(Information):

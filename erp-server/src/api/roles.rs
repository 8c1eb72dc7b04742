//! Role API
//!
//! The four seeded roles are system roles: they keep their name and cannot
//! be deleted or disabled, but their permissions may be edited.

use std::collections::BTreeMap;

use axum::{
    Json, Router,
    extract::{Path, State},
    middleware,
    routing::{get, post, put},
};
use serde::Serialize;
use shared::error::{AppError, ApiResponse, ErrorCode};
use shared::models::{Role, RoleCreate, RoleUpdate};

use super::{ApiResult, internal};
use crate::auth::permissions::{
    ADMIN_ONLY_PERMISSIONS, ALL_PERMISSIONS, SYSTEM_ROLES, find_invalid, get_default_permissions,
};
use crate::auth::require_permission;
use crate::db;
use crate::error::write_error;
use crate::state::AppState;
use crate::util::non_blank;

pub fn router() -> Router<AppState> {
    let read_routes = Router::new()
        .route("/", get(list))
        .route("/permissions", get(permissions))
        .route("/{id}", get(get_by_id));

    let manage_routes = Router::new()
        .route("/", post(create))
        .route("/{id}", put(update).delete(delete))
        .layer(middleware::from_fn(require_permission("users:manage")));

    read_routes.merge(manage_routes)
}

/// GET /api/roles
pub async fn list(State(state): State<AppState>) -> ApiResult<Vec<Role>> {
    let roles = db::roles::list(&state.pool).await.map_err(internal)?;
    Ok(Json(roles))
}

/// GET /api/roles/{id}
pub async fn get_by_id(State(state): State<AppState>, Path(id): Path<i64>) -> ApiResult<Role> {
    Ok(Json(load(&state, id).await?))
}

#[derive(Serialize)]
pub struct PermissionCatalog {
    pub permissions: Vec<&'static str>,
    /// Default grants of the system roles
    pub defaults: BTreeMap<&'static str, Vec<String>>,
}

/// GET /api/roles/permissions
pub async fn permissions() -> Json<PermissionCatalog> {
    Json(PermissionCatalog {
        permissions: ALL_PERMISSIONS
            .iter()
            .chain(ADMIN_ONLY_PERMISSIONS)
            .copied()
            .collect(),
        defaults: SYSTEM_ROLES
            .iter()
            .map(|r| (*r, get_default_permissions(r)))
            .collect(),
    })
}

async fn load(state: &AppState, id: i64) -> Result<Role, AppError> {
    db::roles::find_by_id(&state.pool, id)
        .await
        .map_err(internal)?
        .ok_or_else(|| AppError::new(ErrorCode::RoleNotFound))
}

fn check_permissions(permissions: &[String]) -> Result<(), AppError> {
    match find_invalid(permissions) {
        Some(p) => Err(AppError::with_message(
            ErrorCode::InvalidPermission,
            format!("Unknown permission '{p}'"),
        )
        .with_detail("permission", p)),
        None => Ok(()),
    }
}

/// POST /api/roles
pub async fn create(
    State(state): State<AppState>,
    Json(data): Json<RoleCreate>,
) -> ApiResult<Role> {
    non_blank(&data.name).ok_or_else(|| AppError::required("name"))?;
    check_permissions(&data.permissions)?;

    let role = db::roles::create(&state.pool, &data)
        .await
        .map_err(|e| write_error(e, ErrorCode::RoleNameExists))?;

    tracing::info!(role_id = role.id, name = %role.name, "Role created");
    Ok(Json(role))
}

/// PUT /api/roles/{id}
pub async fn update(
    State(state): State<AppState>,
    Path(id): Path<i64>,
    Json(data): Json<RoleUpdate>,
) -> ApiResult<Role> {
    let existing = load(&state, id).await?;

    if let Some(name) = data.name.as_deref() {
        let name = non_blank(name).ok_or_else(|| AppError::required("name"))?;
        if existing.is_system && name != existing.name {
            return Err(AppError::with_message(
                ErrorCode::RoleIsSystem,
                "System roles cannot be renamed",
            ));
        }
    }
    if existing.is_system && data.is_active == Some(false) {
        return Err(AppError::with_message(
            ErrorCode::RoleIsSystem,
            "System roles cannot be disabled",
        ));
    }
    if let Some(permissions) = &data.permissions {
        check_permissions(permissions)?;
    }

    let role = db::roles::update(&state.pool, id, &data)
        .await
        .map_err(|e| write_error(e, ErrorCode::RoleNameExists))?
        .ok_or_else(|| AppError::new(ErrorCode::RoleNotFound))?;

    tracing::info!(role_id = id, "Role updated");
    Ok(Json(role))
}

/// DELETE /api/roles/{id}
pub async fn delete(
    State(state): State<AppState>,
    Path(id): Path<i64>,
) -> Result<ApiResponse<()>, AppError> {
    let role = load(&state, id).await?;
    if role.is_system {
        return Err(AppError::with_message(
            ErrorCode::RoleIsSystem,
            "System roles cannot be deleted",
        ));
    }

    let users = db::roles::count_users(&state.pool, id)
        .await
        .map_err(internal)?;
    if users > 0 {
        return Err(AppError::new(ErrorCode::RoleInUse).with_detail("users", users));
    }

    if !db::roles::delete(&state.pool, id).await.map_err(internal)? {
        return Err(AppError::new(ErrorCode::RoleNotFound));
    }

    tracing::info!(role_id = id, name = %role.name, "Role deleted");
    Ok(ApiResponse::ok())
}

#[cfg(test)]
mod tests {
    use super::*;

    #[test]
    fn test_unknown_permission_named_in_error() {
        let err = check_permissions(&["jobs:create".into(), "jobs:teleport".into()]).unwrap_err();
        assert_eq!(err.code, ErrorCode::InvalidPermission);
        assert_eq!(
            err.details.unwrap().get("permission").unwrap(),
            "jobs:teleport"
        );

        assert!(check_permissions(&["inventory:*".into(), "all".into()]).is_ok());
    }

    #[tokio::test]
    async fn test_permission_catalog_lists_admin_only_entries() {
        let Json(catalog) = permissions().await;
        assert!(catalog.permissions.contains(&"users:manage"));
        assert!(catalog.permissions.contains(&"jobs:advance"));
        assert_eq!(catalog.defaults["admin"], vec!["all".to_string()]);
        assert_eq!(catalog.defaults.len(), SYSTEM_ROLES.len());
    }
}
use super::*;
use axum::body::Body;
use axum::http::{Request, StatusCode};
use http_body_util::BodyExt;
use shared::models::{RoleCreate, RoleUpdate};
use tower::ServiceExt;

async fn list_users(app: &axum::Router, token: &str) -> (StatusCode, serde_json::Value) {
    let response = app
        .clone()
        .oneshot(
            Request::get("/api/users")
                .header("Authorization", format!("Bearer {token}"))
                .body(Body::empty())
                .unwrap(),
        )
        .await
        .unwrap();
    let status = response.status();
    let bytes = response.into_body().collect().await.unwrap().to_bytes();
    (status, serde_json::from_slice(&bytes).unwrap_or_default())
}

#[tokio::test]
async fn test_live_tokens_follow_account_changes() {
    let Some(state) = test_state().await else { return };
    let Some(config) = test_config() else { return };
    let app = crate::api::router(state.clone(), &config);

    let role = db::roles::create(
        &state.pool,
        &RoleCreate {
            name: unique("clerk"),
            description: None,
            permissions: vec!["reports:view".to_string()],
        },
    )
    .await
    .unwrap();
    let user = user_with_role(&state, role.id).await;
    let token = state.jwt.generate_token(&user).unwrap();

    let (status, body) = list_users(&app, &token).await;
    assert_eq!(status, StatusCode::FORBIDDEN);
    assert_eq!(body["details"]["permission"], "users:manage");

    // Granted without a new login
    db::roles::update(
        &state.pool,
        role.id,
        &RoleUpdate {
            permissions: Some(vec!["users:manage".to_string()]),
            ..Default::default()
        },
    )
    .await
    .unwrap();
    let (status, _) = list_users(&app, &token).await;
    assert_eq!(status, StatusCode::OK);

    // Disabled before the token expires
    db::users::deactivate(&state.pool, user.id).await.unwrap();
    let (status, body) = list_users(&app, &token).await;
    assert_eq!(status, StatusCode::UNAUTHORIZED);
    assert_eq!(body["code"], 1005);
}

#[tokio::test]
async fn test_disabled_role_locks_out_its_users() {
    let Some(state) = test_state().await else { return };
    let Some(config) = test_config() else { return };
    let app = crate::api::router(state.clone(), &config);

    let role = db::roles::create(
        &state.pool,
        &RoleCreate {
            name: unique("temp"),
            description: None,
            permissions: vec!["users:manage".to_string()],
        },
    )
    .await
    .unwrap();
    let user = user_with_role(&state, role.id).await;
    let token = state.jwt.generate_token(&user).unwrap();
    assert_eq!(list_users(&app, &token).await.0, StatusCode::OK);

    db::roles::update(
        &state.pool,
        role.id,
        &RoleUpdate {
            is_active: Some(false),
            ..Default::default()
        },
    )
    .await
    .unwrap();
    let (status, body) = list_users(&app, &token).await;
    assert_eq!(status, StatusCode::UNAUTHORIZED);
    assert_eq!(body["code"], 1005);
}
/// Current UTC timestamp in milliseconds
pub fn now_millis() -> i64 {
    chrono::Utc::now().timestamp_millis()
}

/// Human-facing document number, e.g. `JC-2026-00042`
pub fn document_number(prefix: &str, year: i32, seq: i64) -> String {
    format!("{prefix}-{year}-{seq:05}")
}

/// Year of the current UTC date (document numbering)
pub fn current_year() -> i32 {
    use chrono::Datelike;
    chrono::Utc::now().year()
}

#[cfg(test)]
mod tests {
    use super::*;

    #[test]
    fn test_document_number_padding() {
        assert_eq!(document_number("JC", 2026, 42), "JC-2026-00042");
        assert_eq!(document_number("PO", 2025, 123456), "PO-2025-123456");
    }

    #[test]
    fn test_now_millis_is_recent() {
        // 2024-01-01 in millis
        assert!(now_millis() > 1_704_067_200_000);
    }
}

(Exercise): Above are the records; from them, give again exactly the lines from the one containing "tracing::info!(role_id = role.id, name" through the one containing "if existing.is_system && name", both included.

(The answer):
    tracing::info!(role_id = role.id, name = %role.name, "Role created");
    Ok(Json(role))
}

/// PUT /api/roles/{id}
pub async fn update(
    State(state): State<AppState>,
    Path(id): Path<i64>,
    Json(data): Json<RoleUpdate>,
) -> ApiResult<Role> {
    let existing = load(&state, id).await?;

    if let Some(name) = data.name.as_deref() {
        let name = non_blank(name).ok_or_else(|| AppError::required("name"))?;
        if existing.is_system && name != existing.name {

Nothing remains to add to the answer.